▶ **Task directions**
Type out the listing again, exactly, with every line included.
----
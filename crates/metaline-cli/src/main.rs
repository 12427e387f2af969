//! metaline - metadata harvesting and enrichment pipeline
//!
//! Incrementally harvests bibliographic records over OAI-PMH, enriches them
//! against SKOS vocabularies through a bounded worker pool, and writes flat
//! documents to the configured sink.

use std::sync::Arc;

use anyhow::Result;
use clap::{Parser, Subcommand};

mod cmd;
mod config;
mod pipeline;

use config::Config;

#[derive(Parser)]
#[command(name = "metaline")]
#[command(about = "Metadata harvesting and enrichment pipeline")]
#[command(version)]
struct Cli {
    #[command(subcommand)]
    command: Command,

    /// Enable debug logging
    #[arg(long, global = true)]
    debug: bool,

    /// Config file path (default: ./metaline.toml or ~/.config/metaline/config.toml)
    #[arg(short, long, global = true)]
    config: Option<std::path::PathBuf>,
}

#[derive(Subcommand)]
enum Command {
    /// Harvest records from configured OAI-PMH sources
    Harvest(cmd::harvest::HarvestArgs),
    /// List record identifiers from one source
    Identifiers(cmd::identifiers::IdentifiersArgs),
    /// Show current configuration
    Config,
}

fn main() -> Result<()> {
    let cli = Cli::parse();

    // Progress context (TTY auto-detect)
    let progress = Arc::new(metaline_core::ProgressContext::new());

    // Logging:
    //   TTY:     quiet (warn) unless --debug  — status lines show activity
    //   non-TTY: info unless --debug          — logs are the only progress indicator
    let is_tty = progress.is_tty();
    let multi = if is_tty { Some(progress.multi()) } else { None };
    let quiet = if is_tty { !cli.debug } else { false };
    metaline_core::init_logging(quiet, cli.debug, multi);
    metaline_core::install_interrupt_handler();

    let config = if let Some(path) = cli.config {
        Config::from_file(&path)?
    } else {
        Config::load()?
    };

    match cli.command {
        Command::Harvest(args) => cmd::harvest::run(args, &config, &progress),
        Command::Identifiers(args) => cmd::identifiers::run(args, &config, &progress),
        Command::Config => {
            use comfy_table::{
                Cell, Color, Table, modifiers::UTF8_ROUND_CORNERS, presets::UTF8_FULL,
            };

            let mut table = Table::new();
            table
                .load_preset(UTF8_FULL)
                .apply_modifier(UTF8_ROUND_CORNERS)
                .set_header(vec![
                    Cell::new("Setting").fg(Color::Cyan),
                    Cell::new("Value").fg(Color::Cyan),
                ]);

            table.add_row(vec![
                "State file",
                &config.state.path.display().to_string(),
            ]);
            table.add_row(vec!["Output directory", &config.output.dir.display().to_string()]);
            table.add_row(vec![
                "Workers",
                &format!(
                    "{} (queue bound: {})",
                    config.workers.count, config.workers.max_queue
                ),
            ]);
            table.add_row(vec![
                "HTTP retries",
                &format!(
                    "{} tries, {}s apart",
                    config.http.max_tries, config.http.retry_wait_secs
                ),
            ]);
            table.add_row(vec!["User agent", &config.http.user_agent]);
            table.add_row(vec![
                "Enrichment base URL",
                if config.enrichment.base_url.is_empty() {
                    "not set"
                } else {
                    &config.enrichment.base_url
                },
            ]);
            table.add_row(vec![
                "Enrichment whitelist",
                &format!("{} prefixes", config.enrichment.url_prefix_whitelist.len()),
            ]);
            for (name, source) in &config.sources {
                table.add_row(vec![&format!("Source {name}"), &source.url]);
            }

            eprintln!("\n{table}");
            Ok(())
        }
    }
}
----
▶ **Answer area**
filename crates/metaline-cli/src/main.rs
repository 12427e387f2af969
//! metaline - metadata harvesting and enrichment pipeline
//!
//! Incrementally harvests bibliographic records over OAI-PMH, enriches them
//! against SKOS vocabularies through a bounded worker pool, and writes flat
//! documents to the configured sink.

use std::sync::Arc;

use anyhow::Result;
use clap::{Parser, Subcommand};

mod cmd;
mod config;
mod pipeline;

use config::Config;

#[derive(Parser)]
#[command(name = "metaline")]
#[command(about = "Metadata harvesting and enrichment pipeline")]
#[command(version)]
struct Cli {
    #[command(subcommand)]
    command: Command,

    /// Enable debug logging
    #[arg(long, global = true)]
    debug: bool,

    /// Config file path (default: ./metaline.toml or ~/.config/metaline/config.toml)
    #[arg(short, long, global = true)]
    config: Option<std::path::PathBuf>,
}

#[derive(Subcommand)]
enum Command {
    /// Harvest records from configured OAI-PMH sources
    Harvest(cmd::harvest::HarvestArgs),
    /// List record identifiers from one source
    Identifiers(cmd::identifiers::IdentifiersArgs),
    /// Show current configuration
    Config,
}

fn main() -> Result<()> {
    let cli = Cli::parse();

    // Progress context (TTY auto-detect)
    let progress = Arc::new(metaline_core::ProgressContext::new());

    // Logging:
    //   TTY:     quiet (warn) unless --debug  — status lines show activity
    //   non-TTY: info unless --debug          — logs are the only progress indicator
    let is_tty = progress.is_tty();
    let multi = if is_tty { Some(progress.multi()) } else { None };
    let quiet = if is_tty { !cli.debug } else { false };
    metaline_core::init_logging(quiet, cli.debug, multi);
    metaline_core::install_interrupt_handler();

    let config = if let Some(path) = cli.config {
        Config::from_file(&path)?
    } else {
        Config::load()?
    };

    match cli.command {
        Command::Harvest(args) => cmd::harvest::run(args, &config, &progress),
        Command::Identifiers(args) => cmd::identifiers::run(args, &config, &progress),
        Command::Config => {
            use comfy_table::{
                Cell, Color, Table, modifiers::UTF8_ROUND_CORNERS, presets::UTF8_FULL,
            };

            let mut table = Table::new();
            table
                .load_preset(UTF8_FULL)
                .apply_modifier(UTF8_ROUND_CORNERS)
                .set_header(vec![
                    Cell::new("Setting").fg(Color::Cyan),
                    Cell::new("Value").fg(Color::Cyan),
                ]);

            table.add_row(vec![
                "State file",
                &config.state.path.display().to_string(),
            ]);
            table.add_row(vec!["Output directory", &config.output.dir.display().to_string()]);
            table.add_row(vec![
                "Workers",
                &format!(
                    "{} (queue bound: {})",
                    config.workers.count, config.workers.max_queue
                ),
            ]);
            table.add_row(vec![
                "HTTP retries",
                &format!(
                    "{} tries, {}s apart",
                    config.http.max_tries, config.http.retry_wait_secs
                ),
            ]);
            table.add_row(vec!["User agent", &config.http.user_agent]);
            table.add_row(vec![
                "Enrichment base URL",
                if config.enrichment.base_url.is_empty() {
                    "not set"
                } else {
                    &config.enrichment.base_url
                },
            ]);
            table.add_row(vec![
                "Enrichment whitelist",
                &format!("{} prefixes", config.enrichment.url_prefix_whitelist.len()),
            ]);
            for (name, source) in &config.sources {
                table.add_row(vec![&format!("Source {name}"), &source.url]);
            }

            eprintln!("\n{table}");
            Ok(())
        }
    }
}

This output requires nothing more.